El fiscal dijo que esperaba responsabilizar a otros también.

“Las redes sociales no son un salvaje oeste sin ley”, dijo el fiscal Grégory Weill, quien dirige una nueva oficina que se ocupa del discurso de odio y el acoso en línea en toda Francia.

Sin embargo, el Sr. Weill solicitó solo sentencias cortas condicional para 12 de los acusados, que eran todos delincuentes por primera vez. (Recomendó que se retiren los cargos el día 13). El tribunal podría ser más estricto en todas las sentencias que impone.

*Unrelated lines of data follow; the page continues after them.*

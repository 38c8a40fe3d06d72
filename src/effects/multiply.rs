use crate::effects::model::MultiplyParams;
use crate::foundation::core::{Affine, Point, Vec2};
use crate::scene::model::{CharGroup, Layer, Scene};

/// Add `count - 1` offset, rotated and fading copies of every character behind the original.
///
/// Copy `i` is translated by `(offsetX, offsetY) * i`, rotated by `rotation * i` degrees about
/// the character's bounding-box center and faded by `(1 - opacityDecay)^i`. The farthest copy
/// paints first.
pub fn multiply(scene: &Scene, params: &MultiplyParams) -> Scene {
    let count = rounded_count(params.count);
    if count <= 1 {
        return scene.clone();
    }
    let keep = (1.0 - params.opacity_decay).clamp(0.0, 1.0);

    let groups = scene
        .groups
        .iter()
        .map(|g| {
            let center = g.bounds().map(|r| r.center()).unwrap_or(Point::ZERO);
            let mut layers = Vec::with_capacity(g.layers.len() * count as usize);
            for i in (1..count).rev() {
                let step = f64::from(i);
                let placement = Affine::translate(Vec2::new(
                    params.offset_x * step,
                    params.offset_y * step,
                )) * Affine::rotate_about((params.rotation * step).to_radians(), center);
                let fade = keep.powi(i as i32);
                layers.extend(g.layers.iter().map(|l| Layer {
                    outlines: l.outlines.clone(),
                    transform: placement * l.transform,
                    opacity: l.opacity * fade,
                }));
            }
            layers.extend(g.layers.iter().cloned());
            CharGroup { ch: g.ch, layers }
        })
        .collect();

    Scene {
        groups,
        foreground: scene.foreground.clone(),
    }
}

fn rounded_count(count: f64) -> u32 {
    if !count.is_finite() {
        return 1;
    }
    count.round().clamp(1.0, f64::from(u16::MAX)) as u32
}

#[cfg(test)]
#[path = "../../tests/unit/effects/multiply.rs"]
mod tests;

Durante dos largos días el mes pasado, el caso contra los 13 se desarrolló en una sala de audiencias abarrotada.

La madre de Mila dijo que su hija experimentó un “tsunami” interminable de noticias que le causaron pesadillas, depresión y trauma. Mila luchó vigorosamente contra los críticos, pero también llorando.

“Siento que tengo filas de cuchillos en la espalda todo el tiempo”, dijo.

Rechazó las sugerencias de abandonar las redes sociales, donde todavía choca con los críticos, pero también publica contenido típico para adolescentes, como videos de ella misma sincronizando los labios.

“Lo veo como una mujer que fue violada en la calle y a la que le dicen que no vuelva a salir para que no la vuelvan a violar”, dijo Mila. Agregó que no le gustan todas las religiones, no solo el Islam.

Richard Malka, el abogado de Mila, criticó a los acusados ​​por ofenderlos fácilmente, pero lentos para darse cuenta de las consecuencias de sus acciones.

“Los hizo todos radiactivos”, dijo el Sr. Malka. “La condenaste a la soledad”.

Aunque algunos de los acusados ​​afirmaron ser musulmanes, algunos de ellos afirmaron ser ateos. Algunos dijeron que los comentarios de Mila los cabrearon porque tenían amigos musulmanes o encontraron que sus videos eran irrespetuosos, lo que les hizo dejar de pensar.

“Reaccioné en el calor del momento”, dijo Axel, un joven de 20 años del suroeste de Francia, en la corte. “No presto atención a la religión, pero todas las religiones deben ser iguales y respetadas”.

Uno de los acusados, Corentin, un observador escolar de 23 años, dijo que no podía entender la intolerancia religiosa. En su publicación de Twitter en la que deseaba que Mila muriera, Corentin dijo que no era un delito porque era “conocedor y no creyente”.

Y cuando el abogado de Mila argumentó que las religiones no merecen respeto y que respetar las creencias religiosas “conduce al horror”, no estuvo de acuerdo N’Aissita, la estudiante de psicología que escribió sobre el cuchillo de Mila.

“Si se hubieran respetado las creencias religiosas, no estaríamos aquí”, respondió.